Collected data
== == ==

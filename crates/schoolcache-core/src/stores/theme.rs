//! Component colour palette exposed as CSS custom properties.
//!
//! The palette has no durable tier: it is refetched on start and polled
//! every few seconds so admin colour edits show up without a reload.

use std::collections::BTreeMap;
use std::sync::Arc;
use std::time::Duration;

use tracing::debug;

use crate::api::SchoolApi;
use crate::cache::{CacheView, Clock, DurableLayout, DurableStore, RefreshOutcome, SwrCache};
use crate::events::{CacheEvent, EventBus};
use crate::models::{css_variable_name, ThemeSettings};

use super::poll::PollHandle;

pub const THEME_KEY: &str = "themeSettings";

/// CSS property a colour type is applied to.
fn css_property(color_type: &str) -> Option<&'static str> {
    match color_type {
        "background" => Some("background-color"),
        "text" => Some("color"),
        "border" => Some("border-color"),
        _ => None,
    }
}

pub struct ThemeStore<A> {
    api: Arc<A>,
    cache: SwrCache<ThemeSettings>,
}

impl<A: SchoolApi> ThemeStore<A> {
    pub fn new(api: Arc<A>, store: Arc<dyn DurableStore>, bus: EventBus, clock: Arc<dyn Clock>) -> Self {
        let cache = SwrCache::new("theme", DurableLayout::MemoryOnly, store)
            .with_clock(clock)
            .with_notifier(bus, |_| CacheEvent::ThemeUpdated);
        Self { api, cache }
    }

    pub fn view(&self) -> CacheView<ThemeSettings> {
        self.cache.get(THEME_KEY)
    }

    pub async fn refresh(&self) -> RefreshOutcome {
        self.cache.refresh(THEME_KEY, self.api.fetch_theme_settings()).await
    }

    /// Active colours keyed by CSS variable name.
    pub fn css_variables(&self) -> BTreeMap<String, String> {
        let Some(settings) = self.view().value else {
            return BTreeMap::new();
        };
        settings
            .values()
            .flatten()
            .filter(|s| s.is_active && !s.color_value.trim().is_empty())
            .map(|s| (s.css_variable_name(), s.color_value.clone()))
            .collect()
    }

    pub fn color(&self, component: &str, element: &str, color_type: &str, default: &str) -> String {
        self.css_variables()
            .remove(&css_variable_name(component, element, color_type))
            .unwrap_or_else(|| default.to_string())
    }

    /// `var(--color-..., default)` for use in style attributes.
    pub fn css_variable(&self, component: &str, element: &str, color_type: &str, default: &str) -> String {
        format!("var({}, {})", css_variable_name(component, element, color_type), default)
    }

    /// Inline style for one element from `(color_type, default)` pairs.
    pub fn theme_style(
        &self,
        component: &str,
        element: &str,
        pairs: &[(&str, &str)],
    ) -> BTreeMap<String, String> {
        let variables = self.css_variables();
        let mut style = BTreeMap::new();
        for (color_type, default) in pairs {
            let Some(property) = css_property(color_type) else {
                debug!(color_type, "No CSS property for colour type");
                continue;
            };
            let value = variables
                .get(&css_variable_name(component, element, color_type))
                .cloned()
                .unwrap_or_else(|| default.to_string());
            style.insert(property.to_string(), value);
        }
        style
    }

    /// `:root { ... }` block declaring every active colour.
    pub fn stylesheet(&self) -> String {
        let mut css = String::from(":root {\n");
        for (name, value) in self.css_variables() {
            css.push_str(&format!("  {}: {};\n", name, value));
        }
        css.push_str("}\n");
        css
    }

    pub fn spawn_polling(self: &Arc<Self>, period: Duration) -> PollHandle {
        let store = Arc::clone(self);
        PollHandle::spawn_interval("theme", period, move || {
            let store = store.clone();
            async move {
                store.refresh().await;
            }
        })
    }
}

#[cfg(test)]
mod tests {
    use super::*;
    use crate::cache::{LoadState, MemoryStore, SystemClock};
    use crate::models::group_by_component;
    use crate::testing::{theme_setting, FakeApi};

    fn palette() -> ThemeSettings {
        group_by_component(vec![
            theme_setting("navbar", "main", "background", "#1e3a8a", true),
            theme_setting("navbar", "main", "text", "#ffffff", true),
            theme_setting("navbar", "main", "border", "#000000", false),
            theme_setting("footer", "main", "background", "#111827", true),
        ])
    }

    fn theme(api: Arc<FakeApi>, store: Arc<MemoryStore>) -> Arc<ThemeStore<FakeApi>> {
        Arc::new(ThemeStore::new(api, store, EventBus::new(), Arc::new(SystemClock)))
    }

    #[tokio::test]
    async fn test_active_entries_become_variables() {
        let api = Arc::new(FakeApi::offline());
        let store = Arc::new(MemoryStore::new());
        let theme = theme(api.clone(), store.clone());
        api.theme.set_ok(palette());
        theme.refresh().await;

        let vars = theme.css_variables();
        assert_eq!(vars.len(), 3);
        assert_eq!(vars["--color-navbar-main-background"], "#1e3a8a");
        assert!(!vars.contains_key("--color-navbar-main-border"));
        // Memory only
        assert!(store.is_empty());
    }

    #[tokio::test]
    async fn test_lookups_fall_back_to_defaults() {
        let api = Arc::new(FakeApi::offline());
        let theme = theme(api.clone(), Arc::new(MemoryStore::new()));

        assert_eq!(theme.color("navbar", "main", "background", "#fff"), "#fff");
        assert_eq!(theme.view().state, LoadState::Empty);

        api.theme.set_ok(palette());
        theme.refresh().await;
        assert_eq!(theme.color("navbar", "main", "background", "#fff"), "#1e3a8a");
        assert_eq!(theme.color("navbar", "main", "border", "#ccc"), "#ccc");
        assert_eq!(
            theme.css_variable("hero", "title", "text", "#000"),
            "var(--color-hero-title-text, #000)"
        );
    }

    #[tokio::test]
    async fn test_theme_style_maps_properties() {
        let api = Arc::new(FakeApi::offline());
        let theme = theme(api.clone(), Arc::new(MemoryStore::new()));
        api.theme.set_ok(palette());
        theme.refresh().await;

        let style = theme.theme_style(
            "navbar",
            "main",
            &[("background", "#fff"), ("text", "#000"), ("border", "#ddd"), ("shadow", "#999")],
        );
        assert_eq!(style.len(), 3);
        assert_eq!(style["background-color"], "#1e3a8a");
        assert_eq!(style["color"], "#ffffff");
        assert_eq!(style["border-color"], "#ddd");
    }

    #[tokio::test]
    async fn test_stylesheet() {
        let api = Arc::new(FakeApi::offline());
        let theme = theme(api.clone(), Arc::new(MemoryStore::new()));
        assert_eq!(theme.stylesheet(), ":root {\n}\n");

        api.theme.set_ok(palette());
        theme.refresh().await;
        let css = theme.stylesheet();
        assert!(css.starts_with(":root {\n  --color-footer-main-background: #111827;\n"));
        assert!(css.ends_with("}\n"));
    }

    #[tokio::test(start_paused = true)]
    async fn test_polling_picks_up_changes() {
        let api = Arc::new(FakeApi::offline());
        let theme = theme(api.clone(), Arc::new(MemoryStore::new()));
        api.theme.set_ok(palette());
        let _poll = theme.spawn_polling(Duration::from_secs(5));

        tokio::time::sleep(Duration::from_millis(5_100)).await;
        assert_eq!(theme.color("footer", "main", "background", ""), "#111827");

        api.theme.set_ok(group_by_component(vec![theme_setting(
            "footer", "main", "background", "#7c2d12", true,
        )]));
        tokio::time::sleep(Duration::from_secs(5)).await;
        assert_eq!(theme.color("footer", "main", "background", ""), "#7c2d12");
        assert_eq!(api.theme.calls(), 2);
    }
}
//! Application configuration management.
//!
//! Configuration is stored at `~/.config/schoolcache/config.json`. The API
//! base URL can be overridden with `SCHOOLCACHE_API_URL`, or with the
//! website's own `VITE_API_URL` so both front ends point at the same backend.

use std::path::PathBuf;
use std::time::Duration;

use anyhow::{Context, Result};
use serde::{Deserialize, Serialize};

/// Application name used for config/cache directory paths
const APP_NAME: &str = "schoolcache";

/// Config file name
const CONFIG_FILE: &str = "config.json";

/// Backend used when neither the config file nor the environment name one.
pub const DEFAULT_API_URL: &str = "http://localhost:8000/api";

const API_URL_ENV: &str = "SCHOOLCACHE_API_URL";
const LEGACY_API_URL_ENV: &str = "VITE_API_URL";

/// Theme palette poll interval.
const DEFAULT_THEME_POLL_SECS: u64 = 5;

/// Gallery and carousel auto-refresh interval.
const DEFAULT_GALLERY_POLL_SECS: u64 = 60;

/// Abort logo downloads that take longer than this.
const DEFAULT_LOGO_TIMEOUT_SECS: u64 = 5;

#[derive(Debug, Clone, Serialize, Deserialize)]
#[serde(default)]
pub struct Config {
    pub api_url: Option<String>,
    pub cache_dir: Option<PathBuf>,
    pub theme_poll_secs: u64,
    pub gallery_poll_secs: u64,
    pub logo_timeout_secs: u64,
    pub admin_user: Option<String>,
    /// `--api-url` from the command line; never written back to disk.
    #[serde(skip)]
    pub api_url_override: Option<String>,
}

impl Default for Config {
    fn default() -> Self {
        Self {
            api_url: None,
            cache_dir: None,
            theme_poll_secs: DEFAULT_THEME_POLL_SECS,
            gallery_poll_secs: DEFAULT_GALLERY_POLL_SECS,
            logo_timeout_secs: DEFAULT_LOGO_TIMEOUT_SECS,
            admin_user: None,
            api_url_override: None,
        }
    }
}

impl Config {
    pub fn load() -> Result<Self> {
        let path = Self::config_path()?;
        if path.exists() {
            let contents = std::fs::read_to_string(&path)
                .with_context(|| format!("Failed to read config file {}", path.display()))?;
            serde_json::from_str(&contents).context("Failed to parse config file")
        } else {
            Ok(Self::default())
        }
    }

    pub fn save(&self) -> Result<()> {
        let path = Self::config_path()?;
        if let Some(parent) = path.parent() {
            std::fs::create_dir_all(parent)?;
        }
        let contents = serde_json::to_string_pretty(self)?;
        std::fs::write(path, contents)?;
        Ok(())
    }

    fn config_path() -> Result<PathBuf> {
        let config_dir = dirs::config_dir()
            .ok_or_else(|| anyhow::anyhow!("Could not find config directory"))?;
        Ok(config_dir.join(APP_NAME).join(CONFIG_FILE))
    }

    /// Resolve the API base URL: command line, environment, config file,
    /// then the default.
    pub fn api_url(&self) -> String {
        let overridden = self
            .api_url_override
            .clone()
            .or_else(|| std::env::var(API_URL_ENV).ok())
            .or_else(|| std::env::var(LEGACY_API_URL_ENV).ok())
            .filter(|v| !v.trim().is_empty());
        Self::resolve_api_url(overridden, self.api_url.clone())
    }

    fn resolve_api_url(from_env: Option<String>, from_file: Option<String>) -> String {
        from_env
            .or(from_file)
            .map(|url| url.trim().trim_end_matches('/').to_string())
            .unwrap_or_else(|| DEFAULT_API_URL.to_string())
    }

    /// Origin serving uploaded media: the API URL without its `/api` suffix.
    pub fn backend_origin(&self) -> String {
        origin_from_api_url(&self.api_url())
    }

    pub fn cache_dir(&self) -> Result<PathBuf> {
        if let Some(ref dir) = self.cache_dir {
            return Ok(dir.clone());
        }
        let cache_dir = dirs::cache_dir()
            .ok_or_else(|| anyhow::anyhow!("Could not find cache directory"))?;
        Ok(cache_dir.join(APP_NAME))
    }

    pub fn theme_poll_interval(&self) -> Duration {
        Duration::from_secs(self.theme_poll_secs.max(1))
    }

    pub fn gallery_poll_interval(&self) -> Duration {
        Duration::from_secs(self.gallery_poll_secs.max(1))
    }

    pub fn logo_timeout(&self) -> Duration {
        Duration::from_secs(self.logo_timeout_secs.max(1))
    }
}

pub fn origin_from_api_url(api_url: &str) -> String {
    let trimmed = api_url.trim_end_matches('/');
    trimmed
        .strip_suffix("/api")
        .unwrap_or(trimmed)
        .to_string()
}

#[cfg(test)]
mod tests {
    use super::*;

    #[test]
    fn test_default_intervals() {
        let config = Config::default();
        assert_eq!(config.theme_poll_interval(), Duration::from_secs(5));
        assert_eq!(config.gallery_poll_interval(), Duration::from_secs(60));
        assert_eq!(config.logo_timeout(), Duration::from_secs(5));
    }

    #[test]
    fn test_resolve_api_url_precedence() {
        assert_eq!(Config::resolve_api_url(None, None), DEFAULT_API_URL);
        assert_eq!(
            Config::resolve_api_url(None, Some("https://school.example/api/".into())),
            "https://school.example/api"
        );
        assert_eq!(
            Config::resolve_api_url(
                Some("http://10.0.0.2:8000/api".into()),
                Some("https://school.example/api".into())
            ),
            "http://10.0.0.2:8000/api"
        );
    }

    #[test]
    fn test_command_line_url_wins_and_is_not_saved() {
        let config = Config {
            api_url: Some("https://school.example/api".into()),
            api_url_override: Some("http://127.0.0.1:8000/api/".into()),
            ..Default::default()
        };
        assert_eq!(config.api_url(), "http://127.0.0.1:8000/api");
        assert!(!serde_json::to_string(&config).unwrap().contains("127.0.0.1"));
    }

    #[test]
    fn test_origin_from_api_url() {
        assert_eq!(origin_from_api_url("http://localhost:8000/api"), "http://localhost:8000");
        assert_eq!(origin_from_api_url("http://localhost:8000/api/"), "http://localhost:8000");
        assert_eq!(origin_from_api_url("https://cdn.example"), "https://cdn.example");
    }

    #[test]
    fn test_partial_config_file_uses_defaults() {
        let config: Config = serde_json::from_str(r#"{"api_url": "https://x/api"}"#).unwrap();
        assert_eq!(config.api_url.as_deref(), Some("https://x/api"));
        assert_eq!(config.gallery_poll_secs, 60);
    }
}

== == ==

* _Exercise prompt_: What is needed is an exact repetition of the lines from the first line of the records through the line containing "is applied to.", both ends included, and nothing more.

* _Answer to the problem_:
filename crates/schoolcache-core/src/stores/theme.rs
//! Component colour palette exposed as CSS custom properties.
//!
//! The palette has no durable tier: it is refetched on start and polled
//! every few seconds so admin colour edits show up without a reload.

use std::collections::BTreeMap;
use std::sync::Arc;
use std::time::Duration;

use tracing::debug;

use crate::api::SchoolApi;
use crate::cache::{CacheView, Clock, DurableLayout, DurableStore, RefreshOutcome, SwrCache};
use crate::events::{CacheEvent, EventBus};
use crate::models::{css_variable_name, ThemeSettings};

use super::poll::PollHandle;

pub const THEME_KEY: &str = "themeSettings";

/// CSS property a colour type is applied to.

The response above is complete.